Every lease has a stable `cbx_...` ID and a friendly crustacean slug
(`blue-lobster`, `swift-hermit`, …). Either works wherever an `--id` is
accepted. Use `--slug ` on fresh leases when a specific reusable slug
helps, and `--label ` on `run` when the history entry needs a
human-readable name.

## Providers

`Coordinator: brokered` providers can run through the Worker (or direct when no
broker is configured); every other provider always runs direct from the CLI.
Targets: **L**inux, **M**acOS, **W**indows.

### SSH-lease providers (provision or connect a box, full lifecycle)

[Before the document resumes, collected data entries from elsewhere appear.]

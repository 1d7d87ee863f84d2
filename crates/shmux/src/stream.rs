//! Streams multiplexed inside a session.
//!
//! A [`Stream`] is a blocking byte stream. Incoming chunks are queued on the
//! stream by the dispatcher thread, either as shared-memory buffers read in
//! place or as inline bytes that arrived over the control connection. Reads
//! and writes honour per-direction deadlines that can be re-armed at any
//! time.

use std::collections::VecDeque;
use std::fmt;
use std::io;
use std::sync::{Arc, Weak};
use std::time::Instant;

use bytes::{Buf, Bytes};
use parking_lot::{Condvar, Mutex};
use tracing::debug;

use crate::buffer::ShmBuffer;
use crate::session::{CloseReason, SessionInner};
use crate::{Error, Result};

/// One received chunk waiting to be read.
pub(crate) enum Chunk {
    /// Bytes in a shared-memory slab; `pos` bytes were already read.
    Shm { buf: ShmBuffer, pos: usize },
    /// Bytes received over the control connection.
    Inline(Bytes),
}

impl Chunk {
    fn remaining(&self) -> &[u8] {
        match self {
            Self::Shm { buf, pos } => &buf.as_slice()[*pos..],
            Self::Inline(bytes) => bytes,
        }
    }

    fn advance(&mut self, n: usize) {
        match self {
            Self::Shm { pos, .. } => *pos += n,
            Self::Inline(bytes) => bytes.advance(n),
        }
    }

    pub(crate) fn len(&self) -> usize {
        self.remaining().len()
    }
}

impl fmt::Debug for Chunk {
    fn fmt(&self, f: &mut fmt::Formatter<'_>) -> fmt::Result {
        match self {
            Self::Shm { buf, pos } => f
                .debug_struct("Shm")
                .field("descriptor", &buf.descriptor())
                .field("pos", pos)
                .finish(),
            Self::Inline(bytes) => f.debug_tuple("Inline").field(&bytes.len()).finish(),
        }
    }
}

#[derive(Debug, Default)]
pub(crate) struct StreamState {
    pub chunks: VecDeque<Chunk>,
    pub local_closed: bool,
    /// `StreamClose` went out for the local close.
    pub close_announced: bool,
    pub remote_closed: bool,
    pub failure: Option<CloseReason>,
    pub read_deadline: Option<Instant>,
    pub write_deadline: Option<Instant>,
}

impl StreamState {
    pub fn buffered(&self) -> usize {
        self.chunks.iter().map(Chunk::len).sum()
    }
}

/// State shared between a [`Stream`] handle and its session.
#[derive(Debug)]
pub(crate) struct StreamShared {
    pub id: u32,
    pub state: Mutex<StreamState>,
    pub readable: Condvar,
    /// Serializes writers so a stream's chunks keep their order.
    pub write_lock: Mutex<()>,
}

impl StreamShared {
    pub fn new(id: u32) -> Arc<Self> {
        Self::with_state(id, StreamState::default())
    }

    pub fn with_state(id: u32, state: StreamState) -> Arc<Self> {
        Arc::new(Self {
            id,
            state: Mutex::new(state),
            readable: Condvar::new(),
            write_lock: Mutex::new(()),
        })
    }

    /// Queue a received chunk. The queue is unbounded. Chunks for a stream
    /// closed locally or failed are dropped, which frees their slab.
    pub fn push(&self, chunk: Chunk) -> bool {
        let mut state = self.state.lock();
        if state.local_closed || state.failure.is_some() {
            return false;
        }
        state.chunks.push_back(chunk);
        drop(state);
        self.readable.notify_all();
        true
    }

    /// Record the peer's close. Returns `true` if the stream was already
    /// closed locally, i.e. both sides are done with the id.
    pub fn mark_remote_closed(&self) -> bool {
        let mut state = self.state.lock();
        state.remote_closed = true;
        let local_closed = state.local_closed;
        drop(state);
        self.readable.notify_all();
        local_closed
    }

    /// Fail the stream because its session went away.
    pub fn fail(&self, reason: CloseReason) {
        let mut state = self.state.lock();
        if state.failure.is_none() {
            state.failure = Some(reason);
        }
        if reason != CloseReason::HandedOff {
            state.chunks.clear();
        }
        drop(state);
        self.readable.notify_all();
    }
}

/// A bidirectional byte stream inside a session.
///
/// Reads and writes may run concurrently from different threads through
/// `&Stream`. Dropping the handle closes the stream.
pub struct Stream {
    shared: Arc<StreamShared>,
    session: Weak<SessionInner>,
}

impl fmt::Debug for Stream {
    fn fmt(&self, f: &mut fmt::Formatter<'_>) -> fmt::Result {
        f.debug_struct("Stream").field("id", &self.shared.id).finish()
    }
}

impl Stream {
    pub(crate) fn new(shared: Arc<StreamShared>, session: Weak<SessionInner>) -> Self {
        Self { shared, session }
    }

    /// Stream id. Client-opened streams are odd, server-opened even.
    pub fn id(&self) -> u32 {
        self.shared.id
    }

    /// Read into `buf`.
    ///
    /// Blocks until data is available, the peer closed the stream (`Ok(0)`)
    /// or the read deadline passes. A deadline already in the past fails
    /// with [`Error::Timeout`] even when data is buffered; the data stays
    /// readable once the deadline is re-armed.
    ///
    /// Received chunks queue without limit until read. There is no
    /// read-side flow control: a stream nobody reads keeps every slab the
    /// peer sent it, and once the slabs run out the peer's writes spill onto
    /// the control connection and buffer here instead.
    pub fn read(&self, buf: &mut [u8]) -> Result<usize> {
        if buf.is_empty() {
            return Ok(0);
        }
        let mut state = self.shared.state.lock();
        loop {
            if let Some(deadline) = state.read_deadline
                && Instant::now() >= deadline
            {
                return Err(Error::Timeout);
            }
            if state.local_closed {
                return Err(Error::StreamClosed);
            }
            if !state.chunks.is_empty() {
                return Ok(copy_out(&mut state.chunks, buf));
            }
            if let Some(reason) = state.failure {
                return Err(reason.into_error());
            }
            if state.remote_closed {
                return Ok(0);
            }
            match state.read_deadline {
                Some(deadline) => {
                    let _ = self.shared.readable.wait_until(&mut state, deadline);
                }
                None => self.shared.readable.wait(&mut state),
            }
        }
    }

    /// Write `data`, returning how many bytes were accepted.
    ///
    /// Large writes are split into chunks of at most the largest slab size.
    /// The write deadline is checked before each chunk; if it passes after
    /// some chunks went out, the count written so far is returned.
    pub fn write(&self, data: &[u8]) -> Result<usize> {
        if data.is_empty() {
            return Ok(0);
        }
        let session = self.session.upgrade().ok_or(Error::ConnectionClosed)?;
        let _writer = self.shared.write_lock.lock();
        let deadline = {
            let state = self.shared.state.lock();
            if state.local_closed {
                return Err(Error::StreamClosed);
            }
            if let Some(reason) = state.failure {
                return Err(reason.into_error());
            }
            state.write_deadline
        };
        session.write_stream(&self.shared, data, deadline)
    }

    /// Set the deadline for reads; `None` disables it. Blocked readers
    /// re-evaluate immediately.
    pub fn set_read_deadline(&self, deadline: Option<Instant>) {
        self.shared.state.lock().read_deadline = deadline;
        self.shared.readable.notify_all();
    }

    /// Set the deadline for writes; `None` disables it.
    pub fn set_write_deadline(&self, deadline: Option<Instant>) {
        self.shared.state.lock().write_deadline = deadline;
    }

    /// Set both deadlines.
    pub fn set_deadline(&self, deadline: Option<Instant>) {
        {
            let mut state = self.shared.state.lock();
            state.read_deadline = deadline;
            state.write_deadline = deadline;
        }
        self.shared.readable.notify_all();
    }

    /// Bytes received and not yet read.
    pub fn buffered_len(&self) -> usize {
        self.shared.state.lock().buffered()
    }

    /// Whether [`Stream::close`] was called.
    pub fn is_closed(&self) -> bool {
        self.shared.state.lock().local_closed
    }

    /// Close the stream. Idempotent.
    ///
    /// Unread data is discarded and the peer is told with `StreamClose`.
    /// The id becomes reusable once the peer has closed its end too.
    pub fn close(&self) -> Result<()> {
        {
            let mut state = self.shared.state.lock();
            if state.local_closed {
                return Ok(());
            }
            state.local_closed = true;
            state.chunks.clear();
        }
        self.shared.readable.notify_all();
        debug!(stream = self.shared.id, "stream closed locally");
        match self.session.upgrade() {
            Some(session) => session.close_stream(&self.shared),
            None => Ok(()),
        }
    }
}

fn copy_out(chunks: &mut VecDeque<Chunk>, buf: &mut [u8]) -> usize {
    let mut copied = 0;
    while copied < buf.len() {
        let Some(front) = chunks.front_mut() else {
            break;
        };
        let src = front.remaining();
        let n = src.len().min(buf.len() - copied);
        buf[copied..copied + n].copy_from_slice(&src[..n]);
        copied += n;
        front.advance(n);
        if front.len() == 0 {
            chunks.pop_front();
        }
    }
    copied
}

impl Drop for Stream {
    fn drop(&mut self) {
        if let Err(e) = self.close() {
            debug!(stream = self.shared.id, error = %e, "close on drop failed");
        }
    }
}

impl io::Read for Stream {
    fn read(&mut self, buf: &mut [u8]) -> io::Result<usize> {
        Self::read(self, buf).map_err(Into::into)
    }
}

impl io::Read for &Stream {
    fn read(&mut self, buf: &mut [u8]) -> io::Result<usize> {
        Stream::read(*self, buf).map_err(Into::into)
    }
}

impl io::Write for Stream {
    fn write(&mut self, buf: &[u8]) -> io::Result<usize> {
        Self::write(self, buf).map_err(Into::into)
    }

    fn flush(&mut self) -> io::Result<()> {
        Ok(())
    }
}

impl io::Write for &Stream {
    fn write(&mut self, buf: &[u8]) -> io::Result<usize> {
        Stream::write(*self, buf).map_err(Into::into)
    }

    fn flush(&mut self) -> io::Result<()> {
        Ok(())
    }
}
impl SessionInner {
    pub(crate) fn new(parts: SessionParts) -> Result<Arc<Self>> {
        let writer = parts.conn.try_clone_transport()?;
        let ctl = parts.conn.try_clone_transport()?;
        let transport_kind = parts.conn.kind();
        let role = parts.role;
        let active = parts.streams.streams.len() as u64;

        let inner = Arc::new_cyclic(|weak| Self {
            id: NEXT_SESSION_ID.fetch_add(1, Ordering::Relaxed),
            role,
            version: parts.version,
            config: parts.config,
            state: AtomicU8::new(SessionState::Connecting as u8),
            send_queue: parts.queues.queue(role.send_direction()),
            recv_queue: parts.queues.queue(role.recv_direction()),
            producer: Mutex::new(parts.queues.producer(role.send_direction())),
            consumer: Mutex::new(parts.queues.consumer(role.recv_direction())),
            buffers: parts.buffers,
            queues: parts.queues,
            reader: Mutex::new(ReadSide {
                conn: parts.conn,
                buf: parts.pending_input,
            }),
            writer: Mutex::new(writer),
            outbox: Mutex::new(VecDeque::new()),
            ctl,
            transport_kind,
            streams: Mutex::new(parts.streams),
            accept_cv: Condvar::new(),
            restart: Mutex::new(RestartPhase::Idle),
            restart_cv: Condvar::new(),
            handing_off: AtomicBool::new(false),
            counters: SessionCounters::default(),
            monitor: RwLock::new(None),
            last_emit: Mutex::new(Instant::now()),
            dispatcher: parts.dispatcher,
            token: Mutex::new(None),
            close_reason: Mutex::new(None),
            self_ref: weak.clone(),
        });
        inner.counters.active_streams.store(active, Ordering::Relaxed);
        Ok(inner)
    }

    /// Hand the control connection to the dispatcher.
    pub(crate) fn register(self: &Arc<Self>) -> Result<()> {
        let handler: Arc<dyn EventHandler> = Arc::clone(self) as Arc<dyn EventHandler>;
        let token = self.dispatcher.register(self.ctl.as_raw_fd(), handler)?;
        *self.token.lock() = Some(token);
        Ok(())
    }

    pub(crate) fn deregister(&self) {
        if let Some(token) = self.token.lock().take() {
            self.dispatcher.deregister(token);
        }
    }

    pub(crate) fn state(&self) -> SessionState {
        SessionState::from_u8(self.state.load(Ordering::Acquire))
    }

    pub(crate) fn set_state(&self, state: SessionState) {
        self.state.store(state as u8, Ordering::Release);
    }

    /// Move from `from` to `to`; fails if the state changed meanwhile.
    pub(crate) fn transition(&self, from: SessionState, to: SessionState) -> bool {
        self.state
            .compare_exchange(from as u8, to as u8, Ordering::AcqRel, Ordering::Acquire)
            .is_ok()
    }

    pub(crate) fn is_closed(&self) -> bool {
        self.state() == SessionState::Closed
    }

    pub(crate) fn close_reason(&self) -> CloseReason {
        self.close_reason.lock().unwrap_or(CloseReason::Local)
    }

    fn open_stream(&self) -> Result<Stream> {
        match self.state() {
            SessionState::Established | SessionState::Restarting => {}
            SessionState::Connecting => return Err(Error::ConnectionClosed),
            SessionState::Closed => return Err(self.close_reason().into_error()),
        }
        let shared = {
            let mut table = self.streams.lock();
            let id = table.allocate_id()?;
            let shared = StreamShared::new(id);
            table.streams.insert(id, Arc::clone(&shared));
            shared
        };
        SessionCounters::incr(&self.counters.active_streams);
        debug!(session = self.id, stream = shared.id, "stream opened");
        Ok(Stream::new(shared, self.self_ref.clone()))
    }

    fn accept_stream(&self, timeout: Option<Duration>) -> Result<Stream> {
        let deadline = timeout.map(|t| Instant::now() + t);
        let mut table = self.streams.lock();
        loop {
            if let Some(shared) = table.backlog.pop_front() {
                return Ok(Stream::new(shared, self.self_ref.clone()));
            }
            if self.is_closed() {
                return Err(self.close_reason().into_error());
            }
            match deadline {
                Some(deadline) => {
                    if self.accept_cv.wait_until(&mut table, deadline).timed_out()
                        && table.backlog.is_empty()
                    {
                        return Err(Error::Timeout);
                    }
                }
                None => self.accept_cv.wait(&mut table),
            }
        }
    }

    /// Register a stream opened by the peer.
    pub(crate) fn insert_peer_stream(&self, table: &mut StreamTable, id: u32) -> Arc<StreamShared> {
        let shared = StreamShared::new(id);
        table.streams.insert(id, Arc::clone(&shared));
        table.backlog.push_back(Arc::clone(&shared));
        SessionCounters::incr(&self.counters.active_streams);
        self.accept_cv.notify_one();
        debug!(session = self.id, stream = id, "stream opened by peer");
        shared
    }

    /// Forget a stream both sides closed; our own ids become reusable.
    pub(crate) fn release_stream(&self, id: u32) {
        let mut table = self.streams.lock();
        if table.streams.remove(&id).is_some() {
            table.backlog.retain(|s| s.id != id);
            if self.role.opens(id) {
                table.released.push(id);
            }
            SessionCounters::decr(&self.counters.active_streams);
            debug!(session = self.id, stream = id, "stream released");
        }
    }

    /// Tear the session down. Idempotent.
    ///
    /// Unless the session was handed off, the socket is shut down and every
    /// buffer this side still holds goes back to the free lists.
    pub(crate) fn shutdown(&self, reason: CloseReason) {
        let previous = self.state.swap(SessionState::Closed as u8, Ordering::AcqRel);
        if previous == SessionState::Closed as u8 {
            return;
        }
        *self.close_reason.lock() = Some(reason);
        self.deregister();

        if reason != CloseReason::HandedOff
            && let Err(e) = self.ctl.shutdown_both()
        {
            debug!(session = self.id, error = %e, "socket shutdown failed");
        }

        let streams: Vec<Arc<StreamShared>> = {
            let mut table = self.streams.lock();
            table.backlog.clear();
            table.streams.drain().map(|(_, s)| s).collect()
        };
        self.accept_cv.notify_all();
        self.counters.active_streams.store(0, Ordering::Relaxed);
        for stream in streams {
            stream.fail(reason);
        }

        if reason != CloseReason::HandedOff {
            self.free_unread();
        }
        if matches!(
            reason,
            CloseReason::ConnectionLost | CloseReason::Protocol | CloseReason::RestartFailed
        ) {
            self.reclaim_unsent();
        }

        {
            let _phase = self.restart.lock();
            self.restart_cv.notify_all();
        }

        match reason {
            CloseReason::Local | CloseReason::HandedOff => {
                info!(session = self.id, ?reason, "session closed");
            }
            _ => warn!(session = self.id, ?reason, "session closed"),
        }
        self.emit_metrics();
        if let Some(monitor) = self.monitor.read().as_ref() {
            monitor.flush();
        }
    }

    /// Free every descriptor still waiting on the receive queue.
    fn free_unread(&self) {
        let mut consumer = self.consumer.lock();
        loop {
            match consumer.try_dequeue() {
                Ok(Some(element)) => {
                    if let Err(e) = self.buffers.free(element.descriptor) {
                        warn!(session = self.id, error = %e, "failed to free unread buffer");
                    }
                }
                Ok(None) => break,
                Err(e) => {
                    warn!(session = self.id, error = %e, "abandoning receive queue");
                    break;
                }
            }
        }
    }

    /// Free every descriptor we published that the peer never took.
    ///
    /// Only valid once the peer is gone: this consumes the peer's end of
    /// the send queue. A descriptor the peer frees at the same time is
    /// rejected as a double free by the slab state word.
    fn reclaim_unsent(&self) {
        let _producer = self.producer.lock();
        let mut consumer = self.queues.consumer(self.role.send_direction());
        let mut reclaimed = 0u64;
        loop {
            match consumer.try_dequeue() {
                Ok(Some(element)) => match self.buffers.free(element.descriptor) {
                    Ok(()) => reclaimed += 1,
                    Err(e) => debug!(session = self.id, error = %e, "unsent buffer already freed"),
                },
                Ok(None) => break,
                Err(e) => {
                    warn!(session = self.id, error = %e, "abandoning send queue");
                    break;
                }
            }
        }
        if reclaimed > 0 {
            debug!(session = self.id, reclaimed, "reclaimed buffers the peer never read");
        }
    }

    pub(crate) fn snapshot(&self) -> SessionMetrics {
        SessionMetrics {
            performance: self
                .counters
                .performance(self.send_queue.len(), self.recv_queue.len()),
            stability: self.counters.stability(),
            share_memory: self.buffers.metrics(),
        }
    }

    pub(crate) fn emit_metrics(&self) {
        let Some(monitor) = self.monitor.read().clone() else {
            return;
        };
        let snapshot = self.snapshot();
        monitor.on_emit(
            &snapshot.performance,
            &snapshot.stability,
            &snapshot.share_memory,
        );
    }

    /// Emit metrics if the interval elapsed since the last emission.
    fn maybe_emit_metrics(&self, now: Instant) {
        let due = {
            let mut last = self.last_emit.lock();
            if now.saturating_duration_since(*last) >= self.config.metrics_interval {
                *last = now;
                true
            } else {
                false
            }
        };
        if due {
            self.emit_metrics();
        }
    }

    /// Record a failed hot restart and close the session.
    pub(crate) fn restart_failed(&self, message: String) -> Error {
        SessionCounters::incr(&self.counters.hot_restart_error);
        warn!(session = self.id, error = %message, "hot restart failed");
        self.shutdown(CloseReason::RestartFailed);
        Error::HotRestart(message)
    }
}

/// A shared-memory session with one peer process.
///
/// Dropping the session closes it.
pub struct Session {
    inner: Arc<SessionInner>,
}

| Provider | `provider:` (aliases) | Targets | Coordinator | Notes |
| --- | --- | --- | --- | --- |
| [AWS EC2](docs/providers/aws.md) | `aws` | L / M / W | brokered | EC2 instances and EC2 Mac; native AMI/EBS checkpoints. |
| [Azure](docs/providers/azure.md) | `azure` | L / W | brokered | VMs with Tailscale support; native Windows and WSL2. |
| [Google Cloud](docs/providers/gcp.md) | `gcp` (`google`, `google-cloud`) | L | brokered | Linux Compute Engine VMs with Tailscale support. |
| [Hetzner Cloud](docs/providers/hetzner.md) | `hetzner` | L | brokered | Linux VMs with desktop/browser/code and Tailscale. |
| [Parallels](docs/providers/parallels.md) | `parallels` | L / M / W | direct | Local or remote macOS host; checkpoint/fork/restore/snapshot. |
| [Proxmox](docs/providers/proxmox.md) | `proxmox` | L | direct | Clone Linux QEMU templates on a private Proxmox VE cluster. |
| [Static SSH](docs/providers/ssh.md) | `ssh` (`static`, `static-ssh`) | L / M / W | direct | Existing machines; no provisioning. |
| [Local Container](docs/providers/local-container.md) | `local-container` (`docker`, `container`, `local-docker`) | L | direct | Local Docker-compatible runtime (Docker Desktop, OrbStack, Colima). |
| [exe.dev](docs/providers/exe-dev.md) | `exe-dev` (`exe`, `exedev`) | L | direct | exe.dev VMs exposed as public SSH leases. |
| [Namespace Devbox](docs/providers/namespace-devbox.md) | `namespace-devbox` (`namespace`, `namespace-devboxes`) | L | direct | Namespace.so Devboxes over SSH. |
| [Semaphore](docs/providers/semaphore.md) | `semaphore` (`sem`) | L | direct | A Semaphore CI job leased as a testbox. |
| [Sprites](docs/providers/sprites.md) | `sprites` | L | direct | Sprites microVMs through `sprite proxy`. |
| [Daytona](docs/providers/daytona.md) | `daytona` | L | direct | Daytona-managed dev sandbox over SSH. |
| [RunPod](docs/providers/runpod.md) | `runpod` (`run-pod`, `runpodio`) | L | direct | RunPod GPU pods with public SSH. |

### Delegated-run providers (sandbox/proof runners, no SSH lease)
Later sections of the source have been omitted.